▸ **Task prompt**:
Go through the entries below and collect each line with the string "first" in it.

┄┄┄┄┄┄

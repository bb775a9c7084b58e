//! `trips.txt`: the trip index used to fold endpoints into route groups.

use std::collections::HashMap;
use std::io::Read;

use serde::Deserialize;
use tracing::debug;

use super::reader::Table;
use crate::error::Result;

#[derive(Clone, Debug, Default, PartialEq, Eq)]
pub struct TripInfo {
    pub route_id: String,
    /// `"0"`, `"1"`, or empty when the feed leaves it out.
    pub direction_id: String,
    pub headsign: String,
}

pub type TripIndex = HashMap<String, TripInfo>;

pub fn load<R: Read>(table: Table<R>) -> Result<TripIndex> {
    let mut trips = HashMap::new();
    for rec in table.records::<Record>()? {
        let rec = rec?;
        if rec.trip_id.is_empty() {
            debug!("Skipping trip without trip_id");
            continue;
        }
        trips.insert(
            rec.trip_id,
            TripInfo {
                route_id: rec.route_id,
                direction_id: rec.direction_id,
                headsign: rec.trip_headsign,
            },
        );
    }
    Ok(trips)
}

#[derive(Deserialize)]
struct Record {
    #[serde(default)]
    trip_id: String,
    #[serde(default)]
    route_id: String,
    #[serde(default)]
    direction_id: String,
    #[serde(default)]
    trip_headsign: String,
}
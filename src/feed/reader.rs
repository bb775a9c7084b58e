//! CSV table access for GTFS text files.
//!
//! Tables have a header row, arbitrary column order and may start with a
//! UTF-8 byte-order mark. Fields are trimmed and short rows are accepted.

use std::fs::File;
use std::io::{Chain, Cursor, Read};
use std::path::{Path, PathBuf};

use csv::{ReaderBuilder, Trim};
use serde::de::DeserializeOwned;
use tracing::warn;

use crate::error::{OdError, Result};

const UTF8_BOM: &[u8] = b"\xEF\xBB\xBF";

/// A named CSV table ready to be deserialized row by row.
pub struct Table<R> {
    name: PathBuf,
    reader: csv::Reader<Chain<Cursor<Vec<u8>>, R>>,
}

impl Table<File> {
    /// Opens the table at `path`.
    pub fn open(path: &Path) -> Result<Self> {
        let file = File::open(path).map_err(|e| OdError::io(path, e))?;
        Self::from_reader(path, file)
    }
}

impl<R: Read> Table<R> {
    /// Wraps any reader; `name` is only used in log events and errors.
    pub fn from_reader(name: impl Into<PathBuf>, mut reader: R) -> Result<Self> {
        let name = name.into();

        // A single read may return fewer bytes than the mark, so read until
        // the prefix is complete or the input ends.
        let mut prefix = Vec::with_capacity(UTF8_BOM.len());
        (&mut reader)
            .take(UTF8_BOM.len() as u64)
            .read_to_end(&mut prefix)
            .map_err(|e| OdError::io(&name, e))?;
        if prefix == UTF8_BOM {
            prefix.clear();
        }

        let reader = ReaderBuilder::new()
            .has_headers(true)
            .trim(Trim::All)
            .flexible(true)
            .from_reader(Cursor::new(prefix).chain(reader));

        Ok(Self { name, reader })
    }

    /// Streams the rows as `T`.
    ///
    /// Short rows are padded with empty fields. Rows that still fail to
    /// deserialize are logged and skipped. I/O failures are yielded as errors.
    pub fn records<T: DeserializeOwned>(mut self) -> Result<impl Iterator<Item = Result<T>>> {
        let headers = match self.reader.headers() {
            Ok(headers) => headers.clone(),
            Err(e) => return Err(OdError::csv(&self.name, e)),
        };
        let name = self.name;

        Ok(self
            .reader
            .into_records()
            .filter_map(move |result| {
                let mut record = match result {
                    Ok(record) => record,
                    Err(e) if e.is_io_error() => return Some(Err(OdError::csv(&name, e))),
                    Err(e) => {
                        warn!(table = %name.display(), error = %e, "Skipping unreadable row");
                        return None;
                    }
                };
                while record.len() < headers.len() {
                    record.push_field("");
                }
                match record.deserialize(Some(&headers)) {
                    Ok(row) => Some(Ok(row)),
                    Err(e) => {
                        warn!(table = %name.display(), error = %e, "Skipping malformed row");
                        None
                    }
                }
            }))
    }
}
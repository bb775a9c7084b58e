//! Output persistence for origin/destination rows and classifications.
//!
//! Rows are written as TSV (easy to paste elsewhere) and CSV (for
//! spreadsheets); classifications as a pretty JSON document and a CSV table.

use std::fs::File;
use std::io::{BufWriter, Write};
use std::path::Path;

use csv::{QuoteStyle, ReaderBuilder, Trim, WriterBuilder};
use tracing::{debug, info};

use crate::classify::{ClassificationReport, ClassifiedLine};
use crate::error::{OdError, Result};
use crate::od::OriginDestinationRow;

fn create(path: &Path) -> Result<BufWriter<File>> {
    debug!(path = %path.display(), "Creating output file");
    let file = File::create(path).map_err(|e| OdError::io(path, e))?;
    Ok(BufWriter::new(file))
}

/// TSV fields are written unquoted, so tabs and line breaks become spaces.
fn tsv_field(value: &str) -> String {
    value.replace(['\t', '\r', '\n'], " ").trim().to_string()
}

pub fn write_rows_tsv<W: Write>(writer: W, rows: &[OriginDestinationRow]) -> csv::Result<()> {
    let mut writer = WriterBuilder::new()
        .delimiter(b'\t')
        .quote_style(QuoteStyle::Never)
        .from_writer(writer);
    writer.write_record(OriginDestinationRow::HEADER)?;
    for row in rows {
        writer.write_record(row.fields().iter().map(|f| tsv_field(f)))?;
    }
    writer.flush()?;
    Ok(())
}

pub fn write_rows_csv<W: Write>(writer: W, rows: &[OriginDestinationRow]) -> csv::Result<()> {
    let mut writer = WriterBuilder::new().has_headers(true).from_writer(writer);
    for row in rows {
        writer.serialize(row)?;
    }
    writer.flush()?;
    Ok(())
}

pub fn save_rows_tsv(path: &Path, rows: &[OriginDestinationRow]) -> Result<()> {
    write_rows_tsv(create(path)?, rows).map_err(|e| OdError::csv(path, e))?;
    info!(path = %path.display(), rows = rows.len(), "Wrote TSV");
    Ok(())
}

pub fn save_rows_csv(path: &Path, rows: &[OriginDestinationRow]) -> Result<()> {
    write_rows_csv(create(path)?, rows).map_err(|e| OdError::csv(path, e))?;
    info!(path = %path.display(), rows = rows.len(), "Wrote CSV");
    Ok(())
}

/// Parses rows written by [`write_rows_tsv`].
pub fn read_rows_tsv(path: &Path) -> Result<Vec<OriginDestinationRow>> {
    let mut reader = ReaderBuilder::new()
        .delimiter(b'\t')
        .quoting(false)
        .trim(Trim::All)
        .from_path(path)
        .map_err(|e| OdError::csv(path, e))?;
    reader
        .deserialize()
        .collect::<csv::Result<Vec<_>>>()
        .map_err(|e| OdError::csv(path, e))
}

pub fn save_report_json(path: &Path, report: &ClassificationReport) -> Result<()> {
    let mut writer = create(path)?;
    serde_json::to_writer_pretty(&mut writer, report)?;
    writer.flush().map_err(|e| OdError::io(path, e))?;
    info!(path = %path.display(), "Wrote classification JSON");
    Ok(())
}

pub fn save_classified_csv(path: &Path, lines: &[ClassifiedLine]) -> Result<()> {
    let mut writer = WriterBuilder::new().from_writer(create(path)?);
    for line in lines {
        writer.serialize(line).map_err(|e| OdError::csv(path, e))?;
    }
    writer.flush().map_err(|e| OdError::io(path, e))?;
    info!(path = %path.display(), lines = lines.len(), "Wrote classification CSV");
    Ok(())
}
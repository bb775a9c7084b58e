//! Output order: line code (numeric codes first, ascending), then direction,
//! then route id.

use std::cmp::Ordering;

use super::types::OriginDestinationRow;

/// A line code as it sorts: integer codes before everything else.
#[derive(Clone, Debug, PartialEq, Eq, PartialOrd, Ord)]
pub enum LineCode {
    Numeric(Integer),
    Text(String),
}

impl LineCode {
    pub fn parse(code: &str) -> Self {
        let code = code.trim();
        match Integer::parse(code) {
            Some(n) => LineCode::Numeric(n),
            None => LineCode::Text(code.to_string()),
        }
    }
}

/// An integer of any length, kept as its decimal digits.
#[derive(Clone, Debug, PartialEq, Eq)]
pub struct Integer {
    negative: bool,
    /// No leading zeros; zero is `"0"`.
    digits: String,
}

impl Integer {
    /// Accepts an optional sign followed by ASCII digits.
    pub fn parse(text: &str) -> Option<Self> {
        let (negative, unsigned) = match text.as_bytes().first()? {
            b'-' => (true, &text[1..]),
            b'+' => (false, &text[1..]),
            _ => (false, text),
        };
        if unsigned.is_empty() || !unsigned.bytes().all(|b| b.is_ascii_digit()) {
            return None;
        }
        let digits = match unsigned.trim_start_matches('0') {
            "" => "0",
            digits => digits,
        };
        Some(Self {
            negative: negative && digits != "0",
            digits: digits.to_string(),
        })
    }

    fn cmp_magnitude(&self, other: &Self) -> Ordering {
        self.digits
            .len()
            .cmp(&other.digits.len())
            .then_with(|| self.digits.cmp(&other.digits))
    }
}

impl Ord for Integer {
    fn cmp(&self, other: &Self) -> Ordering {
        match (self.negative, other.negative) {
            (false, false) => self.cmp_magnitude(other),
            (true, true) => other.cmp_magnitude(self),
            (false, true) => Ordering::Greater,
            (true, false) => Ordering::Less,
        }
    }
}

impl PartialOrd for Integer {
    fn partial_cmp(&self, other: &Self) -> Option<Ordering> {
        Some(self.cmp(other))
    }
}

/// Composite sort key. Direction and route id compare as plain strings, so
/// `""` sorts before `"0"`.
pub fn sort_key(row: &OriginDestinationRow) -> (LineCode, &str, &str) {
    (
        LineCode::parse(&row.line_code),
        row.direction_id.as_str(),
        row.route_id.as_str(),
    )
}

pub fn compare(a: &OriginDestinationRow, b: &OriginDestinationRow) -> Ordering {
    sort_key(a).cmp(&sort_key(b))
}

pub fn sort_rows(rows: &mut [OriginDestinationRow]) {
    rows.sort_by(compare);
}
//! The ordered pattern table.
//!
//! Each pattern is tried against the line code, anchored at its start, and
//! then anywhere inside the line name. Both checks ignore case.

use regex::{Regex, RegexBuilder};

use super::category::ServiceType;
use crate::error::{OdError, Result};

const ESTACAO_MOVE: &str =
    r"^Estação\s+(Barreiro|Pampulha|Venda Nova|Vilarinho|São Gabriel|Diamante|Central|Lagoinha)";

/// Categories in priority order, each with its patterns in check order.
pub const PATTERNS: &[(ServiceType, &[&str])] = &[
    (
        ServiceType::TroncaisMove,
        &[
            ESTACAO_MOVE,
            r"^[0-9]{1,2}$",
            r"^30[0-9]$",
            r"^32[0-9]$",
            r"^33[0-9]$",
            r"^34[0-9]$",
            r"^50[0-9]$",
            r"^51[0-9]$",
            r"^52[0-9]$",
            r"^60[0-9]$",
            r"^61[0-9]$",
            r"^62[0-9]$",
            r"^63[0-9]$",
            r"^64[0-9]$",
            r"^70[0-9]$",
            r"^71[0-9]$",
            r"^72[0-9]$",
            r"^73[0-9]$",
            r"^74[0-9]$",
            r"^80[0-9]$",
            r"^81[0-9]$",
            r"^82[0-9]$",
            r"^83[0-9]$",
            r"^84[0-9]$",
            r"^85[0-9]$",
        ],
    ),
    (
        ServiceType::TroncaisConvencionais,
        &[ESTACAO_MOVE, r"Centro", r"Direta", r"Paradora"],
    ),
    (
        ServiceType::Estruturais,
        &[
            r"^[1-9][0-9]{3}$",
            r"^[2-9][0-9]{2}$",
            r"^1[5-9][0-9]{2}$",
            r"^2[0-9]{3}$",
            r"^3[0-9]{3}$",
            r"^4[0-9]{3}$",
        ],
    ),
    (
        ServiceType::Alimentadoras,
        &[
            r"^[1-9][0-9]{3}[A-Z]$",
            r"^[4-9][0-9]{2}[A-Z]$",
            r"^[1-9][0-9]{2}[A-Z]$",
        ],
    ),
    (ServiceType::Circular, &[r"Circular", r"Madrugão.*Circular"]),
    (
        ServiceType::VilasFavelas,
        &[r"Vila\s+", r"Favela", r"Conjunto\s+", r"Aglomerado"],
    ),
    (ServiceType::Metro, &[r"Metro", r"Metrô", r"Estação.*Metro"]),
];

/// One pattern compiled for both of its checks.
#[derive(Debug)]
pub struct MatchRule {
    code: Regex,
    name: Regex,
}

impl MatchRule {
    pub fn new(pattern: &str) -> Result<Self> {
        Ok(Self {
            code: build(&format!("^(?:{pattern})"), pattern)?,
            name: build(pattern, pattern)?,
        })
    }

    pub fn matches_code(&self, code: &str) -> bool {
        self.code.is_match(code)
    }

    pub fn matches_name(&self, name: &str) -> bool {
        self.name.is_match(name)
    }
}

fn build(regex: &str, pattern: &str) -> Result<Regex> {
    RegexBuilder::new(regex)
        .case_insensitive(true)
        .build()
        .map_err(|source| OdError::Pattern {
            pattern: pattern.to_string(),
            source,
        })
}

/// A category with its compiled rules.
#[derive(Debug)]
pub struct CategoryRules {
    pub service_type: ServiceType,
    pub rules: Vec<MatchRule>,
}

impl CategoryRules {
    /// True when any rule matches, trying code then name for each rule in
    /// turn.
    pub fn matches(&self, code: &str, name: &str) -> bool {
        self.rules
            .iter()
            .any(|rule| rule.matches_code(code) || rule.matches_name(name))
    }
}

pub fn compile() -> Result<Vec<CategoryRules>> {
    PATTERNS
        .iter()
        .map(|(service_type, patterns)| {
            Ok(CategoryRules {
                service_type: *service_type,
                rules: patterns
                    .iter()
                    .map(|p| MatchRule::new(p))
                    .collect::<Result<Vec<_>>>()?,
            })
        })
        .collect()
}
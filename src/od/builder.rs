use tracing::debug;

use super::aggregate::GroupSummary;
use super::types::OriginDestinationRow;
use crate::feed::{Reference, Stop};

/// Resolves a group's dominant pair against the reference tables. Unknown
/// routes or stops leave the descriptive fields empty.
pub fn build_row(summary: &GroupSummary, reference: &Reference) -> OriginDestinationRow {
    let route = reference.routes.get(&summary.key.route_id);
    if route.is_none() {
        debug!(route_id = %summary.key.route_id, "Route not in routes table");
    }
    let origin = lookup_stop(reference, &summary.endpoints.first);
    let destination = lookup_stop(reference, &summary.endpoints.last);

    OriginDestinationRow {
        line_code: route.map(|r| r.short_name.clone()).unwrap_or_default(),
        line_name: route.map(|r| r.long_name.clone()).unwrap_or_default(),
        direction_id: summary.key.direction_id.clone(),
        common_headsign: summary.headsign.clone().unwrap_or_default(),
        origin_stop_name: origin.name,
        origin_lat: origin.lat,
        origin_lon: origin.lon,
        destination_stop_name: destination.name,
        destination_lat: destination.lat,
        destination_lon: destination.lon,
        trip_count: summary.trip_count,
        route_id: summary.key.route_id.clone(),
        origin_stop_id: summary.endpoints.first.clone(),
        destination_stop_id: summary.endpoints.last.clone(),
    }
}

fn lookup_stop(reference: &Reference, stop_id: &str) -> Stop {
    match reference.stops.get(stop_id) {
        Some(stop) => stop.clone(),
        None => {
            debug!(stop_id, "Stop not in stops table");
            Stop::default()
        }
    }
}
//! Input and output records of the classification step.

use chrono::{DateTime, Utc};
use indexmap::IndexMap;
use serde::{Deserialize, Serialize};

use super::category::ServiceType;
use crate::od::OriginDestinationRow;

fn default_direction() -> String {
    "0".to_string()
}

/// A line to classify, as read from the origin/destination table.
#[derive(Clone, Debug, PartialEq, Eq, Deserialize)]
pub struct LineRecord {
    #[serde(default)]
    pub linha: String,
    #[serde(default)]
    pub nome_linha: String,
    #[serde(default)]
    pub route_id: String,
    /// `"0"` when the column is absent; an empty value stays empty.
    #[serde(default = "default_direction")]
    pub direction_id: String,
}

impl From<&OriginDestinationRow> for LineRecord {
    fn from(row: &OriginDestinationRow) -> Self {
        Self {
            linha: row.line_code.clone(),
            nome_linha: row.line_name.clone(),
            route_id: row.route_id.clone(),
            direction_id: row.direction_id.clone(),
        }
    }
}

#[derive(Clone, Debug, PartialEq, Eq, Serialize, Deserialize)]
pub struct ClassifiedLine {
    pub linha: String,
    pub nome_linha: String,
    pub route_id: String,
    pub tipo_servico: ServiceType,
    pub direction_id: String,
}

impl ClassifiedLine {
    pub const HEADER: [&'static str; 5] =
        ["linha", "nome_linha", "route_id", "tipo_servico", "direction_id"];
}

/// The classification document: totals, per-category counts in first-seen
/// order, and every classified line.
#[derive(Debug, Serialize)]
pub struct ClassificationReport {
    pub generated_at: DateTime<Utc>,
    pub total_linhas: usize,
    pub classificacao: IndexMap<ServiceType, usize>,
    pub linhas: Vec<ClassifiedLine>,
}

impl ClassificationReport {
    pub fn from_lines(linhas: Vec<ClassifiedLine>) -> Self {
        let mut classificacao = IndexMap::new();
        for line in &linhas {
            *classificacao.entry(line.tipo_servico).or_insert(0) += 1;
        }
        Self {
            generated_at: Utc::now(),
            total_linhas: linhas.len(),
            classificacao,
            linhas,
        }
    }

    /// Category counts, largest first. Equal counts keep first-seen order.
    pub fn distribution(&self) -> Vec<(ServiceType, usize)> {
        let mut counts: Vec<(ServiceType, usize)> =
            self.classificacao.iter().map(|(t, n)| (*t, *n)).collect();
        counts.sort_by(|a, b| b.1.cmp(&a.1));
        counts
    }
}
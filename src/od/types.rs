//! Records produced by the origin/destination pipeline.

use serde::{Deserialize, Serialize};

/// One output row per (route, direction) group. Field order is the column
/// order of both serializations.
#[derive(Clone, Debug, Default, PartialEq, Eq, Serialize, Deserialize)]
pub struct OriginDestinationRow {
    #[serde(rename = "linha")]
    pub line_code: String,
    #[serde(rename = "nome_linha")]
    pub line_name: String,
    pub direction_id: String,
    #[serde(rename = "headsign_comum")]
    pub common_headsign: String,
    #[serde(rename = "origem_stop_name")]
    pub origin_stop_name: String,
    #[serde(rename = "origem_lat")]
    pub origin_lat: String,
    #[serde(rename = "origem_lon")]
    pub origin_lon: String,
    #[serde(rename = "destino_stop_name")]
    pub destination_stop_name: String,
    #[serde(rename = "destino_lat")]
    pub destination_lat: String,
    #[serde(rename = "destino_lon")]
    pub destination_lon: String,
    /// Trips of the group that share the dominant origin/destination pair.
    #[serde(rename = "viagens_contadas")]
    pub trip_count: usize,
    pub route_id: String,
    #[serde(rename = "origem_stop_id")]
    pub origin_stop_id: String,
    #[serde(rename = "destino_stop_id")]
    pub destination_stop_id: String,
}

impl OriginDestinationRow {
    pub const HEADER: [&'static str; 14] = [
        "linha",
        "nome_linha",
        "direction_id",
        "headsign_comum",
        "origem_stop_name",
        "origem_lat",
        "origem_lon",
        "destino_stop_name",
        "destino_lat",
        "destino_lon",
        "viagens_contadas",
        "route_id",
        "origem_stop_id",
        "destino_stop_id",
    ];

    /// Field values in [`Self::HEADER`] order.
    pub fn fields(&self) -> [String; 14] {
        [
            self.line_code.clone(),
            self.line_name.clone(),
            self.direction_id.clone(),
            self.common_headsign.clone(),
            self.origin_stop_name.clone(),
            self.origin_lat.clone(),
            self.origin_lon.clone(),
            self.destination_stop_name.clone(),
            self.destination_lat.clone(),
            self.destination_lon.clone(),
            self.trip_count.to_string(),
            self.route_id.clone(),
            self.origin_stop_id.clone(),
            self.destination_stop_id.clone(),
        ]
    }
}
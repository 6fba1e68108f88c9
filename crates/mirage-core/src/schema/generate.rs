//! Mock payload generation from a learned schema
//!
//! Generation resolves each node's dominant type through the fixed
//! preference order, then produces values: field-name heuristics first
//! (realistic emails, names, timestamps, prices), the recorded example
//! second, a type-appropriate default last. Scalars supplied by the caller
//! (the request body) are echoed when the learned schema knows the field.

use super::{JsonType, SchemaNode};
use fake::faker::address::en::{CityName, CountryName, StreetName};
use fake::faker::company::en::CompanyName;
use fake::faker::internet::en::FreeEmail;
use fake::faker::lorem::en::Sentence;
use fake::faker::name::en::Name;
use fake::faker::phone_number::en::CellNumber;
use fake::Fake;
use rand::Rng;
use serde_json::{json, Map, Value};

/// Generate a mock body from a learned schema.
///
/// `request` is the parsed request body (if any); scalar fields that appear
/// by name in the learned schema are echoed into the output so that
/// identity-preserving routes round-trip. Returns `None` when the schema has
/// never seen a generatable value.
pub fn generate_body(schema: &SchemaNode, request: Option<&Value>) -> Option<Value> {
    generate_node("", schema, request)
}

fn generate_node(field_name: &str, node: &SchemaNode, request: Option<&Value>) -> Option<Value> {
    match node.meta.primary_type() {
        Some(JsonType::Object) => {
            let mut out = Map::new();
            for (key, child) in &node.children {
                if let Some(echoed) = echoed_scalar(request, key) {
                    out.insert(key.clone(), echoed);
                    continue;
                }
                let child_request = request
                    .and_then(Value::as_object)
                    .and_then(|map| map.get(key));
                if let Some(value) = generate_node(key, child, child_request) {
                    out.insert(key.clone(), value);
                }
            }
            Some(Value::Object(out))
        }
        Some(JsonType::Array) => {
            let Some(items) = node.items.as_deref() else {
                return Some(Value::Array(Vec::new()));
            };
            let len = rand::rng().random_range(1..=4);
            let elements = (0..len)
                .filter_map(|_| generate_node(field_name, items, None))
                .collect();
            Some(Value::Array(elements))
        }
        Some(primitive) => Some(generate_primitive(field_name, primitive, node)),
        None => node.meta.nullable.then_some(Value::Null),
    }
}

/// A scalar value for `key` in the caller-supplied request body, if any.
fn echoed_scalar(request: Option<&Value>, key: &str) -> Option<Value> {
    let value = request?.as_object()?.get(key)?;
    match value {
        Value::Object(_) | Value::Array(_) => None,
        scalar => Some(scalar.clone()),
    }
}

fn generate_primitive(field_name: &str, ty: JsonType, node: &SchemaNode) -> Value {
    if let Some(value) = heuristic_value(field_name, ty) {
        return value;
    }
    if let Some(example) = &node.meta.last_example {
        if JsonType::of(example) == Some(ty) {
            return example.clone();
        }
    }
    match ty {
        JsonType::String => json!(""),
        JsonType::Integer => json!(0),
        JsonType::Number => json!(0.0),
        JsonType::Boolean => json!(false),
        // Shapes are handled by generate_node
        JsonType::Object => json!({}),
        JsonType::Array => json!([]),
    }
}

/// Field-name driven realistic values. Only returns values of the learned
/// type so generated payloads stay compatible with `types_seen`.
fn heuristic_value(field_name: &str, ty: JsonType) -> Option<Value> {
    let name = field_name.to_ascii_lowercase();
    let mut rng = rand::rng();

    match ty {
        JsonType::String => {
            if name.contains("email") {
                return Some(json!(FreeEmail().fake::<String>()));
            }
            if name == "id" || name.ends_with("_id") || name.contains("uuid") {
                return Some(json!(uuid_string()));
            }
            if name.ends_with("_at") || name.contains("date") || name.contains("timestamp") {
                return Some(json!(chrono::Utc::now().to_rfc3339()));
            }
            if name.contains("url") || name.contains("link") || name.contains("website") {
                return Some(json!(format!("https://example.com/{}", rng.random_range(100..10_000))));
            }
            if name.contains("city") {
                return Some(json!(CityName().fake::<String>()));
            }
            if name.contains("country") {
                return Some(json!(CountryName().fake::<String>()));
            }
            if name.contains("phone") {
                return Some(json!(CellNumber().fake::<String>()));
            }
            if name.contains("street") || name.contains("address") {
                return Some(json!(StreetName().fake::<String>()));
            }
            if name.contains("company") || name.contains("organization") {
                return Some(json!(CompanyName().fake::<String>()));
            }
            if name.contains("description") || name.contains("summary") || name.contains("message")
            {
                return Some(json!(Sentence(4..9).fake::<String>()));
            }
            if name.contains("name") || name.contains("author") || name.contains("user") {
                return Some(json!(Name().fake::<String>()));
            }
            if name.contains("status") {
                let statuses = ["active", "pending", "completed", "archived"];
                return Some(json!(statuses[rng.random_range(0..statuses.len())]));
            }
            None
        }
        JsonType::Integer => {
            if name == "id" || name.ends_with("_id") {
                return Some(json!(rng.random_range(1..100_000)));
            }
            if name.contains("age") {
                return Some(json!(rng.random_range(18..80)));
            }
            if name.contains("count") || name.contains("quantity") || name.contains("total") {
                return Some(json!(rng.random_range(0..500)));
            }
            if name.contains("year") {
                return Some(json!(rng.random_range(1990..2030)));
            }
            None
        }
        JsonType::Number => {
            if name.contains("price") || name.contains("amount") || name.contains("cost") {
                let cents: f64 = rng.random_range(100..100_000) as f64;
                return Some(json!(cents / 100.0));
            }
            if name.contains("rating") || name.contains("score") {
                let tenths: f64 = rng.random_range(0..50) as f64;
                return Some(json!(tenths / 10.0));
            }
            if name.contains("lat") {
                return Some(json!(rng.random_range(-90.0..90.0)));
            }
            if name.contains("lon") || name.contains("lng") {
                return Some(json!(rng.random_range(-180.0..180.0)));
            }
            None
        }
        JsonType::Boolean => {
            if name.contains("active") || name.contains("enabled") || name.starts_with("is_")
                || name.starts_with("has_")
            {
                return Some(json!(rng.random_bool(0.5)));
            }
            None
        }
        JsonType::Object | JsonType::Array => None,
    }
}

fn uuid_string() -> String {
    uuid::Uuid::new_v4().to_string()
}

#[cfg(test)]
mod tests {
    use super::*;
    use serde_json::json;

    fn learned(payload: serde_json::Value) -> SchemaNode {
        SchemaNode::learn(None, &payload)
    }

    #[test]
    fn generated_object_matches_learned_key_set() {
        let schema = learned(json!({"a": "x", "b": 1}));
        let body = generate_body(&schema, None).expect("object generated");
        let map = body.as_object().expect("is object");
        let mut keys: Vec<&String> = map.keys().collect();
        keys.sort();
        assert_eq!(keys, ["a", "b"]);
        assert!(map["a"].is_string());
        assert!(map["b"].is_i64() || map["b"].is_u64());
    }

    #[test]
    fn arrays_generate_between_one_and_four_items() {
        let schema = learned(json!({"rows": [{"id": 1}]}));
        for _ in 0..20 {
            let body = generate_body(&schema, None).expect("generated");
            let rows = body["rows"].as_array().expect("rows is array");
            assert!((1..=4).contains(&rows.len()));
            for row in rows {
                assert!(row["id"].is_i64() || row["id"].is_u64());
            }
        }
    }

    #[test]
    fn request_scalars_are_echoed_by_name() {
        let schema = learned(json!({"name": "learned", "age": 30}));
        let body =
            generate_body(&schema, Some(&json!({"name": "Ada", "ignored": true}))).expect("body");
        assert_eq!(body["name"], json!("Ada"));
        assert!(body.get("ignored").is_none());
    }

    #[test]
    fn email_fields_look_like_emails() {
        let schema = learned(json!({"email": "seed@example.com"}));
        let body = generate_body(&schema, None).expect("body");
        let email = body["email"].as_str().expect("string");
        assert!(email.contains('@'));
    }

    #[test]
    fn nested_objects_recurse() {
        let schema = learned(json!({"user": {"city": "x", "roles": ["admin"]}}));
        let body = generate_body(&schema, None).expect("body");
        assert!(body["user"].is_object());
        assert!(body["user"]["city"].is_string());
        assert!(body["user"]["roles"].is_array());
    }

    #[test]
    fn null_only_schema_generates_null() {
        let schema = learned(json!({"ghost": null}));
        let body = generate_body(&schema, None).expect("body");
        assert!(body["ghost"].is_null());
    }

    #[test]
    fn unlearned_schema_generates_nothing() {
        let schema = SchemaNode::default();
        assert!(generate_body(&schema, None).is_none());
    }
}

┄┄┄┄┄┄

▸ **Output**:
//! Output order: line code (numeric codes first, ascending), then direction,
        let (negative, unsigned) = match text.as_bytes().first()? {
    let origin = lookup_stop(reference, &summary.endpoints.first);
        origin_stop_id: summary.endpoints.first.clone(),
/// The classification document: totals, per-category counts in first-seen
    /// Category counts, largest first. Equal counts keep first-seen order.
//! preference order, then produces values: field-name heuristics first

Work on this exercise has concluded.